Only a few weeks before his 16th birthday, he knew that he might never realize his dream of boxing, attending the U.S. Military Academy at West Point and then serving in the military like his two older brothers.
About 24 hours later, a 21-year-old man from Sacramento died. His liver saved Alfonso's life.
Now, on Wednesday afternoon Alfonso will throw out the first pitch at the San Francisco Giants game. In younger days he hoped to be part of a legendary triad, playing professionally with his brothers on the Giants.
"I've been a Giants fan since I was born, really," he said. "I dreamed, you know how kids do: the three Garcia brothers playing for the Giants."
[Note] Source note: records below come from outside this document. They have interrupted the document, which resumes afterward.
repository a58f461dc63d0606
pub mod views;
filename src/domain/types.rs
//! Shared domain enumerations.

use serde::{Deserialize, Serialize};

/// Editorial category a post is filed under.
#[derive(Debug, Clone, Copy, PartialEq, Eq, Hash, Serialize, Deserialize)]
#[serde(rename_all = "snake_case")]
pub enum Category {
    Tech,
    Health,
    Food,
    Education,
    Places,
}

impl Category {
    pub const ALL: [Category; 5] = [
        Category::Tech,
        Category::Health,
        Category::Food,
        Category::Education,
        Category::Places,
    ];

    pub fn as_str(self) -> &'static str {
        match self {
            Category::Tech => "tech",
            Category::Health => "health",
            Category::Food => "food",
            Category::Education => "education",
            Category::Places => "places",
        }
    }

    pub fn label(self) -> &'static str {
        match self {
            Category::Tech => "Tech",
            Category::Health => "Health",
            Category::Food => "Food",
            Category::Education => "Education",
            Category::Places => "Places",
        }
    }

    pub fn parse(value: &str) -> Option<Self> {
        Self::ALL
            .into_iter()
            .find(|category| category.as_str() == value)
    }
}

/// Category selection on the post list. Unknown values select everything.
#[derive(Debug, Clone, Copy, PartialEq, Eq, Default)]
pub enum CategoryFilter {
    #[default]
    All,
    Only(Category),
}

impl CategoryFilter {
    pub fn parse(value: Option<&str>) -> Self {
        value
            .and_then(Category::parse)
            .map_or(CategoryFilter::All, CategoryFilter::Only)
    }

    pub fn as_str(self) -> &'static str {
        match self {
            CategoryFilter::All => "all",
            CategoryFilter::Only(category) => category.as_str(),
        }
    }

    pub fn matches(self, category: Option<Category>) -> bool {
        match self {
            CategoryFilter::All => true,
            CategoryFilter::Only(wanted) => category == Some(wanted),
        }
    }
}

/// Ordering applied to the post list.
#[derive(Debug, Clone, Copy, PartialEq, Eq, Default)]
pub enum SortOrder {
    #[default]
    Latest,
    Popular,
    Oldest,
}

impl SortOrder {
    /// Display order of the sort toggles.
    pub const ALL: [SortOrder; 3] = [SortOrder::Latest, SortOrder::Popular, SortOrder::Oldest];

    pub fn as_str(self) -> &'static str {
        match self {
            SortOrder::Latest => "latest",
            SortOrder::Popular => "popular",
            SortOrder::Oldest => "oldest",
        }
    }

    pub fn parse(value: Option<&str>) -> Self {
        match value {
            Some("popular") => SortOrder::Popular,
            Some("oldest") => SortOrder::Oldest,
            _ => SortOrder::Latest,
        }
    }
}

/// Identity providers whose sign-ins are reconciled against author records.
#[derive(Debug, Clone, Copy, PartialEq, Eq, Serialize, Deserialize)]
#[serde(rename_all = "snake_case")]
pub enum IdentityProvider {
    Github,
}

impl IdentityProvider {
    pub const SUPPORTED: [IdentityProvider; 1] = [IdentityProvider::Github];

    pub fn as_str(self) -> &'static str {
        match self {
            IdentityProvider::Github => "github",
        }
    }

    /// Exact, case-sensitive match against the provider names issued by the
    /// sign-in callbacks.
    pub fn from_name(name: &str) -> Option<Self> {
        Self::SUPPORTED
            .into_iter()
            .find(|provider| provider.as_str() == name)
    }
}

/// What to do with a completed sign-in from a provider outside
/// [`IdentityProvider::SUPPORTED`].
#[derive(Debug, Clone, Copy, PartialEq, Eq, Default, Serialize, Deserialize)]
#[serde(rename_all = "snake_case")]
pub enum UnknownProviderPolicy {
    /// Let the sign-in through without touching author records.
    #[default]
    Allow,
    Deny,
}

#[cfg(test)]
mod tests {
    use super::*;

    #[test]
    fn unknown_category_selects_everything() {
        assert_eq!(CategoryFilter::parse(Some("gardening")), CategoryFilter::All);
        assert_eq!(CategoryFilter::parse(Some("all")), CategoryFilter::All);
        assert_eq!(
            CategoryFilter::parse(Some("food")),
            CategoryFilter::Only(Category::Food)
        );
    }

    #[test]
    fn provider_names_are_case_sensitive() {
        assert_eq!(
            IdentityProvider::from_name("github"),
            Some(IdentityProvider::Github)
        );
        assert_eq!(IdentityProvider::from_name("GitHub"), None);
        assert_eq!(IdentityProvider::from_name("google"), None);
    }
}
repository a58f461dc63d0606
use std::sync::Arc;

use crate::application::{
    comments::CommentService, posts::PostWriteService, uploads::UploadService,
};
use crate::cache::PageCacheState;

#[derive(Clone)]
pub struct ApiState {
    pub posts: Arc<PostWriteService>,
    pub comments: Arc<CommentService>,
    pub uploads: Arc<UploadService>,
    pub cache: PageCacheState,
}
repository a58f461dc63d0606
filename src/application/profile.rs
use std::sync::Arc;

use crate::application::feed::{FeedError, record_to_card};
use crate::application::repos::{AuthorsRepo, PostsRepo};
use crate::domain::posts;
use crate::presentation::views::{PostCard, ProfileView, initial_of};

/// Author profile pages.
#[derive(Clone)]
pub struct ProfileService {
    authors: Arc<dyn AuthorsRepo>,
    posts: Arc<dyn PostsRepo>,
}

impl ProfileService {
    pub fn new(authors: Arc<dyn AuthorsRepo>, posts: Arc<dyn PostsRepo>) -> Self {
        Self { authors, posts }
    }

    pub async fn profile(&self, author_id: &str) -> Result<Option<ProfileView>, FeedError> {
        let Some(author) = self.authors.find_author_by_id(author_id).await? else {
            return Ok(None);
        };

        // Posts only reference their author by display name.
        let records = self.posts.list_by_author(&author.name).await?;
        let cards: Vec<PostCard> = records.iter().map(record_to_card).collect();

        Ok(Some(ProfileView {
            initial: initial_of(&author.name),
            image: author.avatar().map(str::to_string),
            joined: posts::format_human_date(author.joined_at),
            post_count: cards.len(),
            posts: cards,
            trusted: author.trusted,
            name: author.name,
            email: author.email,
        }))
    }
}

#[cfg(test)]
mod tests {
    use super::*;
    use crate::application::repos::CreateAuthorParams;
    use crate::domain::entities::PostRecord;
    use crate::domain::portable_text::ContentBlock;
    use crate::infra::memory::MemoryStore;
    use time::macros::datetime;

    fn post(id: &str, author: &str) -> PostRecord {
        PostRecord {
            id: id.to_string(),
            title: format!("Post {id}"),
            slug: id.to_string(),
            excerpt: None,
            content: vec![ContentBlock::paragraph("Body")],
            published_at: Some(datetime!(2024-05-01 9:00 UTC)),
            author: Some(author.to_string()),
            category: None,
            views: 0,
            comments_enabled: true,
            main_image: None,
        }
    }

    #[tokio::test]
    async fn profile_lists_posts_by_author_name() {
        let store = Arc::new(MemoryStore::new());
        let author = store
            .create_author_if_absent(CreateAuthorParams {
                name: "Ada".into(),
                email: "ada@x.com".into(),
                image: String::new(),
                github_id: None,
                joined_at: datetime!(2024-01-01 0:00 UTC),
            })
            .await
            .expect("author")
            .record()
            .clone();
        store.insert_post(post("p1", "Ada"));
        store.insert_post(post("p2", "Grace"));

        let service = ProfileService::new(store.clone(), store);
        let view = service
            .profile(&author.id)
            .await
            .expect("profile")
            .expect("author exists");

        assert_eq!(view.name, "Ada");
        assert_eq!(view.initial, "A");
        assert_eq!(view.post_count, 1);
        assert!(!view.trusted);
        assert!(view.image.is_none());
    }

    #[tokio::test]
    async fn unknown_author_has_no_profile() {
        let store = Arc::new(MemoryStore::new());
        let service = ProfileService::new(store.clone(), store);
        assert!(service.profile("missing").await.expect("lookup").is_none());
    }
}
Now his brother, Oscar, 25, is at a U.S. Naval base in Naples, Italy. His brother, Danilo, 23, is a three-time National Collegiate Boxing Association champion, has graduated from West Point and will serve five years in the army.
Because of the twice-daily medication that he must take for the rest of his life, Alfonso, a senior atSaint Mary's College High School in Berkeley — which his brothers also attended — can't serve in the military. He isn't sure what he'll pursue academically.
"I'm looking into what college I'm going to go to now, and what major," he said.
He does know that an important part of his future will be speaking to groups about the plight he endured
"Right now my only dream is to get the word out about organ donation."
He's doing so now as an Ambassador for the California Transplant Donor Network, which arranged his pending presence appearance on the baseball diamond.
"I mainly focus on talking to teenagers right now," he said. "I think I can relate to them because this happened to me when I was a teenager. They need to know that this isn't something that happens only to people who are older. It can happen to anyone at any time."
He didn't know that all his life, Wilson's disease had allowed copper to slowly accumulate in his liver. Suddenly he got a fever, felt tired and sick. He became jaundiced.
"I was just a normal teenager, boxing and playing guitar," he said about life before the illness.
"It's a rare disease," he said. "Both of your parents have to have the chromosome. You lack a protein that binds together and gets rid of copper."
Alfonso spent time in hospitals in Richmond, Santa Clara and the University of California at San Francisco. Even after the transplant, he had four or five hospital stays for about three months, he said.
He has tried to contact the liver donor's family, but he has not yet heard from them. He'd like to try again in the future, but he dosen't want to pressure them. He had seen his own family nearly experience losing him at a young age.
"I know how hard it must be to lose your 21-year-old son," he said. "I saw that sorrow in my mother's eyes."
In contrast to facing seeming mortality in a matter of hours when he was 15, now Alfonso is watching the clock with an entirely emotion.
"I'm excited," he said about Wednesday's Giants-Dodgers game. "I'm counting down the hours."
Wednesday is the 14th Annual Organ Donor Awareness Day, in which the San Francisco Giants and the California Transplant Donor Network team up. The network, a federally-designated agency, reports that more than 21,000 people in California are on a waiting list for an organ.